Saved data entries
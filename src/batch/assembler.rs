use std::collections::HashMap;

use crate::chemistry::formulas::{
    additive_weight_percent, catalyst_monomer_molar_ratio, inhibitor_catalyst_molar_ratio,
    monomer_mol_percent, solvent_concentration,
};
use crate::chemistry::units::format_moles;
use crate::chemistry::{CompoundDatabase, InitiatorSummary, Sample};
use crate::ingest::{CellValue, InputSheet, ProcedureMap, Row};
use crate::report::{ReportSink, ValidationCheck};
use crate::schema::columns;

use super::records::*;
use super::{BatchError, Category};

/// Validated input sheets of one batch, by category
#[derive(Debug, Clone, Default)]
pub struct BatchInputs {
    sheets: HashMap<Category, InputSheet>,
}

impl BatchInputs {
    /// Create an empty set of inputs
    pub fn new() -> Self {
        Self::default()
    }

    /// Add (or replace) the ingested sheet of a category
    pub fn insert(&mut self, category: Category, sheet: InputSheet) {
        self.sheets.insert(category, sheet);
    }

    /// Ingested sheet of a category
    pub fn get(&self, category: Category) -> Option<&InputSheet> {
        self.sheets.get(&category)
    }

    /// Kept rows of a category; empty when the sheet is absent
    pub fn rows(&self, category: Category) -> &[Row] {
        self.get(category).map(|s| s.rows.as_slice()).unwrap_or(&[])
    }

    /// Procedure block of a category; empty when the sheet is absent
    pub fn procedure(&self, category: Category) -> ProcedureMap {
        self.get(category)
            .map(|s| s.procedure.clone())
            .unwrap_or_default()
    }
}

/// One sample per kept row, per category
#[derive(Debug, Clone, Default)]
pub struct Batch {
    /// Monomer samples
    pub monomers: Vec<Sample>,
    /// Catalyst samples
    pub catalysts: Vec<Sample>,
    /// Inhibitor samples
    pub inhibitors: Vec<Sample>,
    /// Additive samples
    pub additives: Vec<Sample>,
    /// Solvent samples
    pub solvents: Vec<Sample>,
    /// Chemical initiation samples
    pub initiators: Vec<Sample>,
}

impl Batch {
    /// Samples of a category
    pub fn samples(&self, category: Category) -> &[Sample] {
        match category {
            Category::Monomers => &self.monomers,
            Category::Catalysts => &self.catalysts,
            Category::Inhibitors => &self.inhibitors,
            Category::Additives => &self.additives,
            Category::Solvents => &self.solvents,
            Category::Initiators => &self.initiators,
        }
    }

    fn samples_mut(&mut self, category: Category) -> &mut Vec<Sample> {
        match category {
            Category::Monomers => &mut self.monomers,
            Category::Catalysts => &mut self.catalysts,
            Category::Inhibitors => &mut self.inhibitors,
            Category::Additives => &mut self.additives,
            Category::Solvents => &mut self.solvents,
            Category::Initiators => &mut self.initiators,
        }
    }
}

fn smiles_of(row: &Row) -> String {
    row.get(columns::SMILES)
        .and_then(|cell| cell.to_key())
        .unwrap_or_default()
}

fn name_of(row: &Row) -> CellValue {
    row.cell(columns::NAME)
}

/// Builds samples and derived records for a batch.
///
/// The compound table is shared read-only; every check is handed to the
/// injected report sink.
pub struct BatchAssembler<'db, S: ReportSink> {
    pub(super) db: &'db CompoundDatabase,
    pub(super) report: S,
}

impl<'db, S: ReportSink> BatchAssembler<'db, S> {
    /// Create an assembler over a loaded compound table
    pub fn new(db: &'db CompoundDatabase, report: S) -> Self {
        Self { db, report }
    }

    /// Give back the sink
    pub fn into_report(self) -> S {
        self.report
    }

    /// Check every SMILES of every category against the compound table.
    ///
    /// Runs before any sample is built, so an unknown compound anywhere in
    /// the batch aborts it without partial results.
    pub fn validate_identifiers(&mut self, inputs: &BatchInputs) -> Result<(), BatchError> {
        for category in Category::ALL {
            let identifiers: Vec<String> = inputs.rows(category).iter().map(smiles_of).collect();
            if let Err(e) = self.db.validate_all(identifiers.iter().map(String::as_str)) {
                self.report.record(ValidationCheck::failed(
                    format!("{} compounds known", category),
                    e.to_string(),
                ));
                return Err(e.into());
            }
            self.report.record(ValidationCheck::ok(format!(
                "{} compounds known ({})",
                category,
                identifiers.len()
            )));
        }
        Ok(())
    }

    fn sample_for_row(&mut self, category: Category, row: &Row) -> Result<Sample, BatchError> {
        let smiles = smiles_of(row);
        let mass = MeasuredMass::of(row).value_g;
        let volume = if category.accepts_volume() {
            MeasuredVolume::of(row).value_ml
        } else {
            None
        };

        let sample = match category.role() {
            Some(role) => Sample::new(&smiles, self.db, role, mass, volume),
            None => Sample::initiator(&smiles, self.db, None, mass, volume),
        }
        .map_err(|source| BatchError::Sample {
            sheet: category.sheet_name().to_string(),
            smiles: smiles.clone(),
            source,
        })?;

        if sample.observed_mass().is_none() && sample.density().is_nan() {
            self.report.record(ValidationCheck::warning(
                format!("{} density", smiles),
                "compound has no density; mass from volume resolved to 0.0",
            ));
        }
        Ok(sample)
    }

    /// Validate identifiers, then build one sample per kept row
    pub fn build_batch(&mut self, inputs: &BatchInputs) -> Result<Batch, BatchError> {
        self.validate_identifiers(inputs)?;

        let mut batch = Batch::default();
        for category in Category::ALL {
            for row in inputs.rows(category) {
                let sample = self.sample_for_row(category, row)?;
                batch.samples_mut(category).push(sample);
            }
        }

        log::info!(
            "Built batch: {} monomers, {} catalysts, {} inhibitors, {} additives, {} solvents, {} initiators",
            batch.monomers.len(),
            batch.catalysts.len(),
            batch.inhibitors.len(),
            batch.additives.len(),
            batch.solvents.len(),
            batch.initiators.len()
        );
        Ok(batch)
    }

    /// Build the batch and compute every category's derived records
    pub fn compute_values(&mut self, inputs: &BatchInputs) -> Result<DerivedInputs, BatchError> {
        let batch = self.build_batch(inputs)?;
        let derived = derive_records(&batch, inputs)?;
        self.report.record(ValidationCheck::ok("Derived values computed"));
        Ok(derived)
    }
}

/// Derived record lists for an already built batch
pub fn derive_records(batch: &Batch, inputs: &BatchInputs) -> Result<DerivedInputs, BatchError> {
    let rows =
        move |category: Category| inputs.rows(category).iter().zip(batch.samples(category));

    let monomers = rows(Category::Monomers)
        .map(|(row, sample)| -> Result<MonomerRecord, BatchError> {
            let mass = MeasuredMass::of(row);
            Ok(MonomerRecord {
                name: name_of(row),
                smiles: sample.smiles().to_string(),
                measured_mass_g: mass.grams,
                measured_volume_ul: MeasuredVolume::of(row).microliters,
                computed_mass_g: sample.mass(),
                molecular_weight: sample.molecular_weight(),
                moles: format_moles(sample.moles()),
                mol_percent: monomer_mol_percent(sample, &batch.monomers)?,
            })
        })
        .collect::<Result<Vec<_>, _>>()?;

    let catalysts = rows(Category::Catalysts)
        .map(|(row, sample)| -> Result<CatalystRecord, BatchError> {
            Ok(CatalystRecord {
                name: name_of(row),
                smiles: sample.smiles().to_string(),
                measured_mass_mg: MeasuredMass::of(row).milligrams,
                computed_mass_g: sample.mass(),
                molecular_weight: sample.molecular_weight(),
                moles: format_moles(sample.moles()),
                monomer_catalyst_ratio: catalyst_monomer_molar_ratio(sample, &batch.monomers)?,
            })
        })
        .collect::<Result<Vec<_>, _>>()?;

    let inhibitors = rows(Category::Inhibitors)
        .map(|(row, sample)| -> Result<InhibitorRecord, BatchError> {
            Ok(InhibitorRecord {
                name: name_of(row),
                smiles: sample.smiles().to_string(),
                measured_volume_ul: MeasuredVolume::of(row).microliters,
                density: sample.density(),
                computed_mass_g: sample.mass(),
                molecular_weight: sample.molecular_weight(),
                moles: format_moles(sample.moles()),
                inhibitor_catalyst_ratio: inhibitor_catalyst_molar_ratio(sample, &batch.catalysts)?,
            })
        })
        .collect::<Result<Vec<_>, _>>()?;

    let additives = rows(Category::Additives)
        .map(|(row, sample)| -> Result<AdditiveRecord, BatchError> {
            Ok(AdditiveRecord {
                name: name_of(row),
                smiles: sample.smiles().to_string(),
                measured_mass_g: MeasuredMass::of(row).grams,
                measured_volume_ul: MeasuredVolume::of(row).microliters,
                computed_mass_g: sample.mass(),
                molecular_weight: sample.molecular_weight(),
                moles: format_moles(sample.moles()),
                weight_percent: additive_weight_percent(
                    sample,
                    &batch.additives,
                    &batch.monomers,
                    &batch.catalysts,
                    &batch.solvents,
                )?,
            })
        })
        .collect::<Result<Vec<_>, _>>()?;

    let solvents = rows(Category::Solvents)
        .map(|(row, sample)| -> Result<SolventRecord, BatchError> {
            let catalyst = batch.catalysts.first().ok_or(BatchError::MissingCatalyst)?;
            Ok(SolventRecord {
                name: name_of(row),
                smiles: sample.smiles().to_string(),
                measured_mass_mg: MeasuredMass::of(row).milligrams,
                measured_volume_ul: MeasuredVolume::of(row).microliters,
                computed_mass_g: sample.mass(),
                molecular_weight: sample.molecular_weight(),
                moles: format_moles(sample.moles()),
                concentration: solvent_concentration(sample, catalyst)?,
            })
        })
        .collect::<Result<Vec<_>, _>>()?;

    let initiators = rows(Category::Initiators)
        .map(|(row, sample)| InitiatorRecord {
            name: name_of(row),
            smiles: sample.smiles().to_string(),
            role: sample
                .initiator_role()
                .map(|r| r.as_str().to_string())
                .unwrap_or_default(),
            measured_mass_mg: MeasuredMass::of(row).milligrams,
            measured_volume_ul: MeasuredVolume::of(row).microliters,
            molecular_weight: sample.molecular_weight(),
            moles: format_moles(sample.moles()),
        })
        .collect::<Vec<_>>();

    let output = |category: Category| (category.output_prefix(), inputs.procedure(category));

    let (prefix, procedure) = output(Category::Monomers);
    let monomers = CategoryOutput::new(prefix, monomers, procedure);
    let (prefix, procedure) = output(Category::Catalysts);
    let catalysts = CategoryOutput::new(prefix, catalysts, procedure);
    let (prefix, procedure) = output(Category::Inhibitors);
    let inhibitors = CategoryOutput::new(prefix, inhibitors, procedure);
    let (prefix, procedure) = output(Category::Additives);
    let additives = CategoryOutput::new(prefix, additives, procedure);
    let (prefix, procedure) = output(Category::Solvents);
    let solvents = CategoryOutput::new(prefix, solvents, procedure);

    let (prefix, procedure) = output(Category::Initiators);
    let mut chemical_initiation = CategoryOutput::new(prefix, initiators, procedure);
    chemical_initiation.concentration =
        InitiatorSummary::from_samples(&batch.initiators).concentration();

    Ok(DerivedInputs {
        monomers,
        catalysts,
        inhibitors,
        additives,
        solvents,
        chemical_initiation: Some(chemical_initiation),
    })
}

▶ Task to carry out
Please copy every line of the records above in which "BatchInputs" appears.

▶ Finished task
pub struct BatchInputs {
impl BatchInputs {
    pub fn validate_identifiers(&mut self, inputs: &BatchInputs) -> Result<(), BatchError> {
    pub fn build_batch(&mut self, inputs: &BatchInputs) -> Result<Batch, BatchError> {
    pub fn compute_values(&mut self, inputs: &BatchInputs) -> Result<DerivedInputs, BatchError> {
pub fn derive_records(batch: &Batch, inputs: &BatchInputs) -> Result<DerivedInputs, BatchError> {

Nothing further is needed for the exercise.